*** Provided entries
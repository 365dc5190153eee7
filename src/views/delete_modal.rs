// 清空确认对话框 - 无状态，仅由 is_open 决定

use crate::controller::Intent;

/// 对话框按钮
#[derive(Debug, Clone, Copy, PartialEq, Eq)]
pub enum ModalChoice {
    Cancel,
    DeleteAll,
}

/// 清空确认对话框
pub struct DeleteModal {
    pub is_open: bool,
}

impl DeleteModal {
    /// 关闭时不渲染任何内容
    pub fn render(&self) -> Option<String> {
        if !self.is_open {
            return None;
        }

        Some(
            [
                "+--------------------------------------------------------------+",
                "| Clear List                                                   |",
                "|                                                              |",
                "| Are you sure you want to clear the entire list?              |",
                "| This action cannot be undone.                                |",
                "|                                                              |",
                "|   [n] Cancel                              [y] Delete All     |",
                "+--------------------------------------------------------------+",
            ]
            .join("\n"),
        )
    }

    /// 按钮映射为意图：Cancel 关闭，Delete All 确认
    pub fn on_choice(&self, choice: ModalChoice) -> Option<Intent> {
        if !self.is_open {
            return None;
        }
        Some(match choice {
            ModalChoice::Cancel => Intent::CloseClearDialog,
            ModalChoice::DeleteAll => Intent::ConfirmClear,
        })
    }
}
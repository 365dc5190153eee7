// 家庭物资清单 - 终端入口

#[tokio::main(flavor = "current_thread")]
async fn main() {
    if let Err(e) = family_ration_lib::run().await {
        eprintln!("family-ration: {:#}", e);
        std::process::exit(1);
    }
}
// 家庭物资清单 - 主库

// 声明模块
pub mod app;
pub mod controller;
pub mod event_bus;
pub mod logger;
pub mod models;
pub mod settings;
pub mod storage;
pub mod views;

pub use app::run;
******
*** Provided entries
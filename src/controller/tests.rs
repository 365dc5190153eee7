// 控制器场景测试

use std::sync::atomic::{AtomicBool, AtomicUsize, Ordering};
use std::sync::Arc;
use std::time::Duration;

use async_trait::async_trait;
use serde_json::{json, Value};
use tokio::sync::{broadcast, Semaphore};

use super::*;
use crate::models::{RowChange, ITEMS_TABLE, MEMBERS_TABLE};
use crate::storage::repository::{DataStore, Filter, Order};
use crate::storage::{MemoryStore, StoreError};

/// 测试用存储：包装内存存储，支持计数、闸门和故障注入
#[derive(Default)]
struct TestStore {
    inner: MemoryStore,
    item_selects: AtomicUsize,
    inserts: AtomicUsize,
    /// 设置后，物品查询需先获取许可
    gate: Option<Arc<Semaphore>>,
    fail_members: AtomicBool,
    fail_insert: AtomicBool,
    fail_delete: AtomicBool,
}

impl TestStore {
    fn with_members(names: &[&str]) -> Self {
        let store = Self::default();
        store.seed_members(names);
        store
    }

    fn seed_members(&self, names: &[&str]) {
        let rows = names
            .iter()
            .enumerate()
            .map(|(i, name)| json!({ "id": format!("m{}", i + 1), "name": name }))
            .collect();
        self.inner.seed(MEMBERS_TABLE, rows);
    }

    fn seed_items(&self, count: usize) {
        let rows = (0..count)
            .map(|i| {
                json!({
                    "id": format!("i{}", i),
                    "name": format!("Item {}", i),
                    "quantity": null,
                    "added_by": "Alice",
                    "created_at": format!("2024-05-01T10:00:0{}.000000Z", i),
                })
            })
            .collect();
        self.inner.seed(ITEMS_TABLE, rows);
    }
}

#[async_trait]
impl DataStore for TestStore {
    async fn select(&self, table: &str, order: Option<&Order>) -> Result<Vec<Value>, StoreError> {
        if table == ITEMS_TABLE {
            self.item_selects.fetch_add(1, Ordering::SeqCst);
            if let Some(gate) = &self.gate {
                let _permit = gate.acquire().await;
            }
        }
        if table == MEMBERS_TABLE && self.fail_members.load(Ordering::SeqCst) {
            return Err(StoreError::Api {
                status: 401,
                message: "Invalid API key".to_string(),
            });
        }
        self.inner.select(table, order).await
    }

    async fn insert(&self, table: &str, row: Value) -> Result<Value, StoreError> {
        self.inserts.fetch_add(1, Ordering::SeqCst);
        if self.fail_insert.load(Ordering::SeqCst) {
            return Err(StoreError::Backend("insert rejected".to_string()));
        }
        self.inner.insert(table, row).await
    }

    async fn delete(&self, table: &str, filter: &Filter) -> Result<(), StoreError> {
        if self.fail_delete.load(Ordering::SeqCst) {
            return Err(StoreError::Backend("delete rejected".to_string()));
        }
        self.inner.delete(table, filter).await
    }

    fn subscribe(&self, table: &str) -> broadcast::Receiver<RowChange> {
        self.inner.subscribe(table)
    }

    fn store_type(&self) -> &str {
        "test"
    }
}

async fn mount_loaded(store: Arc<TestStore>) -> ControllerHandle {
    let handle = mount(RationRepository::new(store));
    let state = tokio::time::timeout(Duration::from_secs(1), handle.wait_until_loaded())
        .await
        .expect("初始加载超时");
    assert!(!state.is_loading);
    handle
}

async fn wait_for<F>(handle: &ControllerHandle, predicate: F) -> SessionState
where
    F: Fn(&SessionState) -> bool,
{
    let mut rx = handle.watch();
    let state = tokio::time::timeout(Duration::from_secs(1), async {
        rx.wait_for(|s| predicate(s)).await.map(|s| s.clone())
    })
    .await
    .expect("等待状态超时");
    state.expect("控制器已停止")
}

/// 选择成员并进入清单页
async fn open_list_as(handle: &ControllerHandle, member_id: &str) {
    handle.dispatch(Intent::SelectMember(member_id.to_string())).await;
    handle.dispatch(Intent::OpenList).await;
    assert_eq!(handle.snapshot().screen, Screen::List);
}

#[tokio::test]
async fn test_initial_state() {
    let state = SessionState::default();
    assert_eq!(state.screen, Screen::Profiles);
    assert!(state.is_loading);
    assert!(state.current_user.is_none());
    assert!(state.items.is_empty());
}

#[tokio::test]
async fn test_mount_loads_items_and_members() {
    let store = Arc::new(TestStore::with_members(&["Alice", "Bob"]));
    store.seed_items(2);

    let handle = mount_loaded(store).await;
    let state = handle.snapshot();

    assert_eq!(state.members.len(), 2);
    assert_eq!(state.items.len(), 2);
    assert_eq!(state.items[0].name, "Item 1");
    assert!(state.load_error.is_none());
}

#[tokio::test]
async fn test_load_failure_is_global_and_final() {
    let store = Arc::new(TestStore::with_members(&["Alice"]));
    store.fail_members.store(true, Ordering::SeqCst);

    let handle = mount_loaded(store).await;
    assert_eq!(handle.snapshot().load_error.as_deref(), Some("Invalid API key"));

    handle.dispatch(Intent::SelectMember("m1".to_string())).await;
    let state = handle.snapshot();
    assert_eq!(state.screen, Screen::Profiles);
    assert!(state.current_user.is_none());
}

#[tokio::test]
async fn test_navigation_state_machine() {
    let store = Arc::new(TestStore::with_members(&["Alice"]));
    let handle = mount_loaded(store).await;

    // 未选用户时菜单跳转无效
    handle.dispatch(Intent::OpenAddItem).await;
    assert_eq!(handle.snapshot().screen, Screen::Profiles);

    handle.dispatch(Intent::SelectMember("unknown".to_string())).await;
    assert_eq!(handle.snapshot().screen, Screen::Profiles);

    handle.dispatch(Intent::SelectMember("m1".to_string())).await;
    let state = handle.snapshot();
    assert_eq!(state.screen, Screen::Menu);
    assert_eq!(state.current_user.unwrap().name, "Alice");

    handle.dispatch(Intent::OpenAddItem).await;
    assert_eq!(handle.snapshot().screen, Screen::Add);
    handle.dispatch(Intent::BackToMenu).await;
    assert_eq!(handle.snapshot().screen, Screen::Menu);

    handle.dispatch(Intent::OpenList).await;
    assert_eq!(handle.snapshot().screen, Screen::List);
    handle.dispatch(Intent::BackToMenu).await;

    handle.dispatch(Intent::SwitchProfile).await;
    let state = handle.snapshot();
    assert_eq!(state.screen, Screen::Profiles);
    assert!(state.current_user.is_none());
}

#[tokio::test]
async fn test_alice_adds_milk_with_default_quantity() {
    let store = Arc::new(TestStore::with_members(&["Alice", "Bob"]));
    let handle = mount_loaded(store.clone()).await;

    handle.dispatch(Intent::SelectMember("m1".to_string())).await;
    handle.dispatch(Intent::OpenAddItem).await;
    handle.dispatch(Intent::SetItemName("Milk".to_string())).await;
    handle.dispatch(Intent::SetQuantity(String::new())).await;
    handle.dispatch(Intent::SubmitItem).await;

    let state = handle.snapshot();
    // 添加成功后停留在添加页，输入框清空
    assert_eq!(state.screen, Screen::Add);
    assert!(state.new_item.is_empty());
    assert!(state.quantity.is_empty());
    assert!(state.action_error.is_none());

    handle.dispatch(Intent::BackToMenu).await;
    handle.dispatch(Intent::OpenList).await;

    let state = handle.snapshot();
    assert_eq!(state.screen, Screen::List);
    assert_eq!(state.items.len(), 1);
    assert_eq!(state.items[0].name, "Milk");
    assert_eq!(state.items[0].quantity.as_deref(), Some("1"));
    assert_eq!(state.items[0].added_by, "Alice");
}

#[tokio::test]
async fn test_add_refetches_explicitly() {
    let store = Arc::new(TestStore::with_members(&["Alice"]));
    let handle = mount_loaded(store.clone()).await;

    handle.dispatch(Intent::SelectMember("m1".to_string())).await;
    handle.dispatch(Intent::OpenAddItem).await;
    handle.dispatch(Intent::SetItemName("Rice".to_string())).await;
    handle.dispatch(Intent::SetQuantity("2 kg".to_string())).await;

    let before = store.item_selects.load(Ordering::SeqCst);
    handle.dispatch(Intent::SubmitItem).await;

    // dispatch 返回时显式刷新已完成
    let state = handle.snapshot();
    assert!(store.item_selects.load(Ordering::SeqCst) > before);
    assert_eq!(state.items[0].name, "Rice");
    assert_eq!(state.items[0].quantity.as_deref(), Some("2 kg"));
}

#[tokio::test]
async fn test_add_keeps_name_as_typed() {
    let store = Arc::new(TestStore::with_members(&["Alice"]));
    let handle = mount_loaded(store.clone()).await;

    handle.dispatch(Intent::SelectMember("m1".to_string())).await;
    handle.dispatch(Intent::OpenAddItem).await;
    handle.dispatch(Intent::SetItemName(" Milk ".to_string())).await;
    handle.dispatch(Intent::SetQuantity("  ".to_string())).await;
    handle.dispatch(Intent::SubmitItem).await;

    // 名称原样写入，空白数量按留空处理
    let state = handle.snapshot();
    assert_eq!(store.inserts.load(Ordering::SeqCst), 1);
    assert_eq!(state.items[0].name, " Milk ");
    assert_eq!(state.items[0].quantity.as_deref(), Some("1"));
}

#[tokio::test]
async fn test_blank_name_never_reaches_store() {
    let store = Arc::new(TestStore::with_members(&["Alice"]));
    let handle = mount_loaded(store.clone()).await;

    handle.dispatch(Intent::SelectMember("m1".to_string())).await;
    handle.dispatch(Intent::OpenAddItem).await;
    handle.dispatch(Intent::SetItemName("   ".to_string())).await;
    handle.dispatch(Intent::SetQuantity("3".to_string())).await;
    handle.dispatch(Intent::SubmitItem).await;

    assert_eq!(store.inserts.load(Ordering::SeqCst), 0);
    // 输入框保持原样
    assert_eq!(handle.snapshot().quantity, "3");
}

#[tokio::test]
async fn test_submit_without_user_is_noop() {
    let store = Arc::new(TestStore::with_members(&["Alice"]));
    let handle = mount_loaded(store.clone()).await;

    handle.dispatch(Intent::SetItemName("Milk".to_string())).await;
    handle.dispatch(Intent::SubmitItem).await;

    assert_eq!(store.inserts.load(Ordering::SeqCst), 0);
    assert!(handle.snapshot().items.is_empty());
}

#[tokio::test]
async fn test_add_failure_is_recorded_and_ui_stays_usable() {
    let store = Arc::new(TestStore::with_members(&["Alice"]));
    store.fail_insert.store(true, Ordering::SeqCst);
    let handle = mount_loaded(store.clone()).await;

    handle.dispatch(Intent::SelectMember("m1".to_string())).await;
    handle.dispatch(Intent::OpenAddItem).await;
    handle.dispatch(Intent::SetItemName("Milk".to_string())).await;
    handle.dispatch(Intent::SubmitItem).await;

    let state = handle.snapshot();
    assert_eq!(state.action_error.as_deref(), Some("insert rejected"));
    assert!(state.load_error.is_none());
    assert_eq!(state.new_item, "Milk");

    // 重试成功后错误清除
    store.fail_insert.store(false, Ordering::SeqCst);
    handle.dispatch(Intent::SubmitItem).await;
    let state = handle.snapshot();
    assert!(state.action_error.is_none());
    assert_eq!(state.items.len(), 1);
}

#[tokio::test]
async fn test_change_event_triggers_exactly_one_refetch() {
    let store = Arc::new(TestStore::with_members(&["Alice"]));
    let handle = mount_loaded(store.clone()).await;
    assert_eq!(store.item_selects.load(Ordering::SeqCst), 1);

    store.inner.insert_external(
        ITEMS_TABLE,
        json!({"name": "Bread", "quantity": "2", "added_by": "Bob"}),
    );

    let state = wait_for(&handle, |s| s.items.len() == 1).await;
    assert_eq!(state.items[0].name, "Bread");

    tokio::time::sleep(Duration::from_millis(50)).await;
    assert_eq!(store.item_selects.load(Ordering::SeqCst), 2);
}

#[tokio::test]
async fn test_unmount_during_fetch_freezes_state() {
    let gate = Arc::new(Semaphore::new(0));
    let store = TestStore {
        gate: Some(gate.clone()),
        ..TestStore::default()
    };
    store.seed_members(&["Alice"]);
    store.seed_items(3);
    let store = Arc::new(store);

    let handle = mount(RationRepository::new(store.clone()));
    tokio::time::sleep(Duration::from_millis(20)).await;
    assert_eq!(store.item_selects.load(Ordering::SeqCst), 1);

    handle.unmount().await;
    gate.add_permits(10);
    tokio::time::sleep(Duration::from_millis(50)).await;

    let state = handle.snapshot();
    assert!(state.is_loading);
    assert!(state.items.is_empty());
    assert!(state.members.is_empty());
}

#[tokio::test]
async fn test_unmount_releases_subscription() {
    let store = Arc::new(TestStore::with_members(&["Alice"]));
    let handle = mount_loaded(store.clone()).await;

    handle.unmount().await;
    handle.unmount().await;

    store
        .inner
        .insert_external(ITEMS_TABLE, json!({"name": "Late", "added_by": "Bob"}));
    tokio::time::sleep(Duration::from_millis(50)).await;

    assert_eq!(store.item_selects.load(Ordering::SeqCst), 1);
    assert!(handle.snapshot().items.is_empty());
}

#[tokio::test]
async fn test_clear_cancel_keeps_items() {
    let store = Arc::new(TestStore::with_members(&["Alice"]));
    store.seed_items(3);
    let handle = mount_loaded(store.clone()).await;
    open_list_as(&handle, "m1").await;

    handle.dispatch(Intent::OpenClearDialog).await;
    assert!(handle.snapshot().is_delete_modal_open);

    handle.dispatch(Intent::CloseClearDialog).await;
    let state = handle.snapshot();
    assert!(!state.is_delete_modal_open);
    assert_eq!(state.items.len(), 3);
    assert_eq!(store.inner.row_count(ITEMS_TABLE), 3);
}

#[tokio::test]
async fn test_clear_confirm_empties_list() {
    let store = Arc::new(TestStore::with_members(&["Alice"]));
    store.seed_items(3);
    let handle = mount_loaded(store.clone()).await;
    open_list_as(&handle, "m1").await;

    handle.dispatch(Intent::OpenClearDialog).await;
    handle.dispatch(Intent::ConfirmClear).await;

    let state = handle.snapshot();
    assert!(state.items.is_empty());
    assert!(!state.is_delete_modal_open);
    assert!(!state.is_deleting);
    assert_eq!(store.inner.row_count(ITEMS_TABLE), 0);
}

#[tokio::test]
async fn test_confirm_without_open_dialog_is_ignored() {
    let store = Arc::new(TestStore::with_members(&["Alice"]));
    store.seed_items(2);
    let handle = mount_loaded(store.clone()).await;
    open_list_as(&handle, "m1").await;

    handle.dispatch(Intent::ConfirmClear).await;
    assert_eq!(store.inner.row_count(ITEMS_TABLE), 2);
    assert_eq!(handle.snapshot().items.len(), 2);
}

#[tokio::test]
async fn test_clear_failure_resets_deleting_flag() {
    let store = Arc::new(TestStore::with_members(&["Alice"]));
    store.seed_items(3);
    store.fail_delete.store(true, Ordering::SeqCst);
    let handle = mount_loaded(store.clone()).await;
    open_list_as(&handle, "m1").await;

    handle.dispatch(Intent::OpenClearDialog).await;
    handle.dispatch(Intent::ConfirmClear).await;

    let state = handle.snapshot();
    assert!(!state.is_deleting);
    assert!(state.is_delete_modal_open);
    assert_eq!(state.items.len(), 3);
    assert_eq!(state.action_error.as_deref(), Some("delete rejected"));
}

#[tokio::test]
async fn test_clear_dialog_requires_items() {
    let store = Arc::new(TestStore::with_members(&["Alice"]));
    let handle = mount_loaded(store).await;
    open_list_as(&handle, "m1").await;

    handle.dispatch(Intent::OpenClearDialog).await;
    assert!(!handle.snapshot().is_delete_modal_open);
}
******
* **Assignment**: A single figure, please: the number of lines in the data that hold the string "AtomicUsize".

* **Exercise solution**: 3